Exercise details - Copy all the lines below without altering anything.

Material provided -
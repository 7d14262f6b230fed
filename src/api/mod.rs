//! HTTP API: route handlers and middleware

pub mod app;
pub mod middleware;
pub mod services;

pub use app::build_app;
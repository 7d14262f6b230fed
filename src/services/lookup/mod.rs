//! IP / 地理位置查询服务
//!
//! - `provider`：上游查询 trait 与数据结构
//! - `ifconfig`：基于 ureq 的 ifconfig.co 风格实现
//! - `gateway`：HTTP 层与 CLI 共用的网关

mod gateway;
mod ifconfig;
mod provider;

pub use gateway::{HELP_ENTRIES, LookupGateway};
pub use ifconfig::IfconfigProvider;
pub use provider::{GeoRecord, LookupProvider, RawProviderResponse};
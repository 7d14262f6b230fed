use std::sync::Arc;

use tracing::{debug, info};

use crate::config::{ApiConfig, ServerConfig, StaticConfig};
use crate::services::{IfconfigProvider, LookupGateway};

pub struct StartupContext {
    pub gateway: LookupGateway,
    pub api: ApiConfig,
    pub server: ServerConfig,
}

/// 根据上游配置构建网关（Server 与 CLI 共用）
pub fn build_gateway(config: &StaticConfig) -> LookupGateway {
    let provider = IfconfigProvider::new(&config.upstream);
    let gateway = LookupGateway::new(Arc::new(provider));
    info!(
        "Lookup gateway initialized with {} provider at {}",
        gateway.provider_name(),
        config.upstream.base_url
    );
    gateway
}

/// 准备服务器启动的上下文
pub fn prepare_server_startup(config: &StaticConfig) -> StartupContext {
    let start_time = std::time::Instant::now();
    debug!("Starting pre-startup processing...");

    let gateway = build_gateway(config);

    if config.api.all_errors_as_500 {
        info!("/all reports upstream failures with HTTP 500");
    }

    debug!(
        "Pre-startup processing completed in {} ms",
        start_time.elapsed().as_millis()
    );

    StartupContext {
        gateway,
        api: config.api.clone(),
        server: config.server.clone(),
    }
}
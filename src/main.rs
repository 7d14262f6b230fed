use clap::Parser;

use ipgeo::cli::Cli;
use ipgeo::config::{get_config, init_config, init_config_from};
use ipgeo::runtime::modes::{Mode, detect_mode};

#[actix_web::main]
async fn main() -> anyhow::Result<()> {
    dotenvy::dotenv().ok();

    let cli = Cli::parse();
    match cli.config.as_deref() {
        Some(path) => init_config_from(path),
        None => init_config(),
    }
    let config = get_config();

    match detect_mode(cli.command.as_ref()) {
        #[cfg(feature = "server")]
        Mode::Server => {
            // 日志 guard 必须存活到进程退出
            let _guard = ipgeo::system::init_logging(&config.logging)?;
            ipgeo::runtime::modes::run_server(&config).await
        }
        #[cfg(feature = "cli")]
        Mode::Cli => {
            let Some(command) = cli.command else {
                return Ok(());
            };
            if let Err(e) = ipgeo::runtime::modes::run_cli(&config, command).await {
                eprintln!("{}", e.format_colored());
                std::process::exit(1);
            }
            Ok(())
        }
        Mode::Unknown => {
            eprintln!("No execution mode available. Build with the `server` feature.");
            std::process::exit(1);
        }
    }
}
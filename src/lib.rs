//! ipgeo - public IP and geolocation lookup gateway
//!
//! A small HTTP service that asks an upstream "what is my IP" provider
//! (ifconfig.co by default) for the server's public address and its
//! geolocation, and re-serves the result as JSON.
//!
//! # Features
//! - **server**: HTTP server mode (default)
//! - **cli**: One-shot lookups from the command line
//!
//! # Architecture
//! - `services`: Lookup gateway and upstream providers
//! - `api`: HTTP handlers and middleware
//! - `interfaces`: Command-line interface
//! - `config`: Configuration management
//! - `runtime`: Application lifecycle and execution modes
//! - `system`: Logging setup

pub mod api;
pub mod cli;
pub mod config;
pub mod errors;
pub mod interfaces;
pub mod runtime;
pub mod services;
pub mod system;
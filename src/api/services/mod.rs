pub mod lookup;
pub mod types;

pub use lookup::{LookupService, lookup_routes};
pub use types::{AllQuery, ErrorPayload, IpResponse, WelcomeResponse};
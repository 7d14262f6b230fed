//! CLI interface module
//!
//! One-shot lookups that share the gateway with the HTTP server.

pub mod commands;

use std::fmt;

use crate::cli::{Commands, ConfigCommands};
use crate::config::StaticConfig;
use crate::errors::GatewayError;
use crate::runtime::lifetime::startup::build_gateway;
use commands::{config_generate, print_all, print_geolocation, print_self_ip};

#[derive(Debug)]
pub enum CliError {
    LookupError(String),
    CommandError(String),
}

impl CliError {
    /// Format as simple output
    pub fn format_simple(&self) -> String {
        match self {
            CliError::LookupError(msg) => format!("Lookup error: {}", msg),
            CliError::CommandError(msg) => format!("Command error: {}", msg),
        }
    }

    /// Format as colored output
    pub fn format_colored(&self) -> String {
        use colored::Colorize;
        match self {
            CliError::LookupError(msg) => {
                format!("{} {}", "Lookup error:".red().bold(), msg.white())
            }
            CliError::CommandError(msg) => {
                format!("{} {}", "Command error:".red().bold(), msg.white())
            }
        }
    }
}

impl fmt::Display for CliError {
    fn fmt(&self, f: &mut fmt::Formatter<'_>) -> fmt::Result {
        write!(f, "{}", self.format_simple())
    }
}

impl std::error::Error for CliError {}

impl From<GatewayError> for CliError {
    fn from(err: GatewayError) -> Self {
        CliError::LookupError(err.to_string())
    }
}

/// Run a CLI command from clap-parsed input
pub async fn run_cli_command(config: &StaticConfig, cmd: Commands) -> Result<(), CliError> {
    match cmd {
        Commands::Ip => print_self_ip(&build_gateway(config)).await,
        Commands::Geo => print_geolocation(&build_gateway(config)).await,
        Commands::All { ip } => print_all(&build_gateway(config), &ip.unwrap_or_default()).await,
        // Generate doesn't need the upstream
        Commands::Config {
            action: ConfigCommands::Generate { output_path, force },
        } => config_generate(output_path, force),
        Commands::Serve => Err(CliError::CommandError(
            "serve is handled by server mode".to_string(),
        )),
    }
}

Response to the task -
repository 7d14262f6b230fed
filename src/api/mod.rs
//! HTTP API: route handlers and middleware

pub mod app;
pub mod middleware;
pub mod services;

pub use app::build_app;
repository 7d14262f6b230fed
filename src/services/lookup/mod.rs
//! IP / 地理位置查询服务
//!
//! - `provider`：上游查询 trait 与数据结构
//! - `ifconfig`：基于 ureq 的 ifconfig.co 风格实现
//! - `gateway`：HTTP 层与 CLI 共用的网关

mod gateway;
mod ifconfig;
mod provider;

pub use gateway::{HELP_ENTRIES, LookupGateway};
pub use ifconfig::IfconfigProvider;
pub use provider::{GeoRecord, LookupProvider, RawProviderResponse};
repository 7d14262f6b230fed
use std::sync::Arc;

use tracing::{debug, info};

use crate::config::{ApiConfig, ServerConfig, StaticConfig};
use crate::services::{IfconfigProvider, LookupGateway};

pub struct StartupContext {
    pub gateway: LookupGateway,
    pub api: ApiConfig,
    pub server: ServerConfig,
}

/// 根据上游配置构建网关（Server 与 CLI 共用）
pub fn build_gateway(config: &StaticConfig) -> LookupGateway {
    let provider = IfconfigProvider::new(&config.upstream);
    let gateway = LookupGateway::new(Arc::new(provider));
    info!(
        "Lookup gateway initialized with {} provider at {}",
        gateway.provider_name(),
        config.upstream.base_url
    );
    gateway
}

/// 准备服务器启动的上下文
pub fn prepare_server_startup(config: &StaticConfig) -> StartupContext {
    let start_time = std::time::Instant::now();
    debug!("Starting pre-startup processing...");

    let gateway = build_gateway(config);

    if config.api.all_errors_as_500 {
        info!("/all reports upstream failures with HTTP 500");
    }

    debug!(
        "Pre-startup processing completed in {} ms",
        start_time.elapsed().as_millis()
    );

    StartupContext {
        gateway,
        api: config.api.clone(),
        server: config.server.clone(),
    }
}
filename src/main.rs
repository 7d14262f6b230fed
use clap::Parser;

use ipgeo::cli::Cli;
use ipgeo::config::{get_config, init_config, init_config_from};
use ipgeo::runtime::modes::{Mode, detect_mode};

#[actix_web::main]
async fn main() -> anyhow::Result<()> {
    dotenvy::dotenv().ok();

    let cli = Cli::parse();
    match cli.config.as_deref() {
        Some(path) => init_config_from(path),
        None => init_config(),
    }
    let config = get_config();

    match detect_mode(cli.command.as_ref()) {
        #[cfg(feature = "server")]
        Mode::Server => {
            // 日志 guard 必须存活到进程退出
            let _guard = ipgeo::system::init_logging(&config.logging)?;
            ipgeo::runtime::modes::run_server(&config).await
        }
        #[cfg(feature = "cli")]
        Mode::Cli => {
            let Some(command) = cli.command else {
                return Ok(());
            };
            if let Err(e) = ipgeo::runtime::modes::run_cli(&config, command).await {
                eprintln!("{}", e.format_colored());
                std::process::exit(1);
            }
            Ok(())
        }
        Mode::Unknown => {
            eprintln!("No execution mode available. Build with the `server` feature.");
            std::process::exit(1);
        }
    }
}
filename src/lib.rs
//! ipgeo - public IP and geolocation lookup gateway
//!
//! A small HTTP service that asks an upstream "what is my IP" provider
//! (ifconfig.co by default) for the server's public address and its
//! geolocation, and re-serves the result as JSON.
//!
//! # Features
//! - **server**: HTTP server mode (default)
//! - **cli**: One-shot lookups from the command line
//!
//! # Architecture
//! - `services`: Lookup gateway and upstream providers
//! - `api`: HTTP handlers and middleware
//! - `interfaces`: Command-line interface
//! - `config`: Configuration management
//! - `runtime`: Application lifecycle and execution modes
//! - `system`: Logging setup

pub mod api;
pub mod cli;
pub mod config;
pub mod errors;
pub mod interfaces;
pub mod runtime;
pub mod services;
pub mod system;
filename src/api/services/mod.rs
pub mod lookup;
pub mod types;

pub use lookup::{LookupService, lookup_routes};
pub use types::{AllQuery, ErrorPayload, IpResponse, WelcomeResponse};
repository 7d14262f6b230fed
//! CLI interface module
//!
//! One-shot lookups that share the gateway with the HTTP server.

pub mod commands;

use std::fmt;

use crate::cli::{Commands, ConfigCommands};
use crate::config::StaticConfig;
use crate::errors::GatewayError;
use crate::runtime::lifetime::startup::build_gateway;
use commands::{config_generate, print_all, print_geolocation, print_self_ip};

#[derive(Debug)]
pub enum CliError {
    LookupError(String),
    CommandError(String),
}

impl CliError {
    /// Format as simple output
    pub fn format_simple(&self) -> String {
        match self {
            CliError::LookupError(msg) => format!("Lookup error: {}", msg),
            CliError::CommandError(msg) => format!("Command error: {}", msg),
        }
    }

    /// Format as colored output
    pub fn format_colored(&self) -> String {
        use colored::Colorize;
        match self {
            CliError::LookupError(msg) => {
                format!("{} {}", "Lookup error:".red().bold(), msg.white())
            }
            CliError::CommandError(msg) => {
                format!("{} {}", "Command error:".red().bold(), msg.white())
            }
        }
    }
}

impl fmt::Display for CliError {
    fn fmt(&self, f: &mut fmt::Formatter<'_>) -> fmt::Result {
        write!(f, "{}", self.format_simple())
    }
}

impl std::error::Error for CliError {}

impl From<GatewayError> for CliError {
    fn from(err: GatewayError) -> Self {
        CliError::LookupError(err.to_string())
    }
}

/// Run a CLI command from clap-parsed input
pub async fn run_cli_command(config: &StaticConfig, cmd: Commands) -> Result<(), CliError> {
    match cmd {
        Commands::Ip => print_self_ip(&build_gateway(config)).await,
        Commands::Geo => print_geolocation(&build_gateway(config)).await,
        Commands::All { ip } => print_all(&build_gateway(config), &ip.unwrap_or_default()).await,
        // Generate doesn't need the upstream
        Commands::Config {
            action: ConfigCommands::Generate { output_path, force },
        } => config_generate(output_path, force),
        Commands::Serve => Err(CliError::CommandError(
            "serve is handled by server mode".to_string(),
        )),
    }
}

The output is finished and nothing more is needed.